終身雇用の崩壊や人材の流動化が叫ばれ、転職に対するハードルがここ数年で下がってきている。ただ、ブームに乗って転職したものの「やっぱり前の職場のほうが良かった」と後悔する人も少なくなさそう。
ガールズちゃんねるには12月1日、「辞めた職場に戻れますか?」というトピックが立った。トピ主は転職先が性に合わず、あと3か月勤めても慣れなければ辞めようと思っているという。そんな折、前の職場の求人を発見して「前職に戻りたい」という思いが生まれたようだ。(文:石川祐介)
「円満退職だったから何とかなる」は甘い?
円満退職だったため、出戻りでも何とかなるだろうと考えているトピ主に対し、
「バイトなら良いけど正社員は無しだと思う。ワガママじゃない?」
「私が採用側なら再雇用はないな。何かしら不満があって辞めた人を戻さないよ」
といった厳しい指摘が寄せられた。「一度辞めた人ともう一度仕事をするのは嫌だ」と考える人は多いのだろう。
また、「転職するくらいだから職場に不満があって辞めたんだろうし、今の職場が辛いだけで前の職場を美化してしまってるだけじゃないかな」とトピ主の考えは早計だと指摘するコメントも。まだ転職して間もないため、前の職場と比較して居心地が悪く思えているだけかもしれない。
さらに、
「トピ主が辞めて求人を出さなきゃならない費用が発生しているんですよ」
とトピ主の辞職が原因で発生した、求人情報の掲載コストを指摘する声もあった。

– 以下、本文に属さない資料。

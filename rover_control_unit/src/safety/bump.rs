//! Bump event latch and watcher.
//!
//! The latch holds the raw active-low bump mask. The event source ANDs
//! newly pressed switches into it, so contacts accumulate until handled.
//! Only the collision arbitrator, through [`BumpLatch::clear`], writes
//! all-clear back.
//!
//! ```text
//! BumpWatcher thread ── signal(mask) ──► [AtomicU8 latch] ◄── load/clear ── arbitrator
//! ```

use std::sync::Arc;
use std::sync::atomic::{AtomicBool, AtomicU8, Ordering};
use std::thread::JoinHandle;
use std::time::Duration;

use rover_common::hal::driver::BumpSensor;
use rover_common::sensor::BumpMask;
use tracing::{debug, info};

use crate::error::ControlError;

/// Create a connected source/latch pair, initially all clear.
pub fn bump_latch() -> (BumpEventSource, BumpLatch) {
    let mask = Arc::new(AtomicU8::new(BumpMask::ALL_CLEAR.raw()));
    (
        BumpEventSource {
            mask: Arc::clone(&mask),
        },
        BumpLatch { mask },
    )
}

/// Writing half, owned by whatever observes the switches.
#[derive(Debug)]
pub struct BumpEventSource {
    mask: Arc<AtomicU8>,
}

impl BumpEventSource {
    /// Latch the pressed switches of `mask`. A clear mask is a no-op.
    #[inline]
    pub fn signal(&self, mask: BumpMask) {
        if !mask.is_clear() {
            self.mask.fetch_and(mask.raw(), Ordering::AcqRel);
        }
    }
}

/// Reading half, owned by the collision arbitrator.
#[derive(Debug)]
pub struct BumpLatch {
    mask: Arc<AtomicU8>,
}

impl BumpLatch {
    #[inline]
    pub fn load(&self) -> BumpMask {
        BumpMask::from_raw(self.mask.load(Ordering::Acquire))
    }

    /// Reset to all clear after a recovery has completed.
    #[inline]
    pub fn clear(&self) {
        self.mask.store(BumpMask::ALL_CLEAR.raw(), Ordering::Release);
    }
}

// ─── Watcher ────────────────────────────────────────────────────────

/// Handle to the polling thread that feeds a [`BumpEventSource`].
pub struct BumpWatcherHandle {
    handle: JoinHandle<u64>,
    running: Arc<AtomicBool>,
}

impl BumpWatcherHandle {
    /// Stop polling; returns how many pressed readings were latched.
    pub fn stop(self) -> Result<u64, ControlError> {
        self.running.store(false, Ordering::Release);
        self.handle
            .join()
            .map_err(|_| ControlError::ThreadPanicked("bump watcher"))
    }
}

/// Poll `sensor` at `poll_hz` and latch any pressed switches.
pub fn spawn_bump_watcher<B>(
    mut sensor: B,
    poll_hz: u32,
    source: BumpEventSource,
    running: Arc<AtomicBool>,
) -> Result<BumpWatcherHandle, ControlError>
where
    B: BumpSensor + 'static,
{
    let period = Duration::from_micros(1_000_000 / u64::from(poll_hz.max(1)));
    let flag = Arc::clone(&running);

    let handle = std::thread::Builder::new()
        .name("bump-watcher".into())
        .spawn(move || {
            let mut latched = 0u64;
            let mut last = BumpMask::ALL_CLEAR;
            while flag.load(Ordering::Acquire) {
                let mask = sensor.read_bumpers();
                if !mask.is_clear() {
                    source.signal(mask);
                    latched += 1;
                    if mask != last {
                        debug!(contacts = ?mask.contacts(), "bump contact");
                    }
                }
                last = mask;
                std::thread::sleep(period);
            }
            info!(latched, "bump watcher stopped");
            latched
        })
        .map_err(|e| ControlError::Spawn("bump watcher", e.to_string()))?;

    Ok(BumpWatcherHandle { handle, running })
}

// ─── Tests ──────────────────────────────────────────────────────────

わざわざ費用を払って求人を出した挙句、欠員の原因となった本人が応募してきたとなれば人事の心情は複雑だろう。
「戻ったら本気で喜ばれるかも」という声も
一方、「一から教えなくても良いから、こっちも助かるので良いと思います」と出戻りだと教えることも少なく、すぐに業務に取りかかれるといった肯定的な意見もみられた。
「よほど戦力になる人、よほど皆から好かれている人であれば、戻ったら本気で喜ばれるかも」
魅力的な経験やスキルがあれば歓迎されるかもしれない。仮に前の職場で活躍できなくても「現在の職場でこのようなスキルを身に着けました」と売り込めば、他の従業員との差別化が図れ、以前勤めていた時よりも重要な仕事を任せてもらえるかもしれない。
一つの会社でしか勤めていないと、働くことに対する価値観が狭くなり、やがて硬直化しやすくなる。転職と同時に、出戻りのハードルも下げることで、多角的な視点から職場にイノベーションをもたらす可能性もあるのではないだろうか。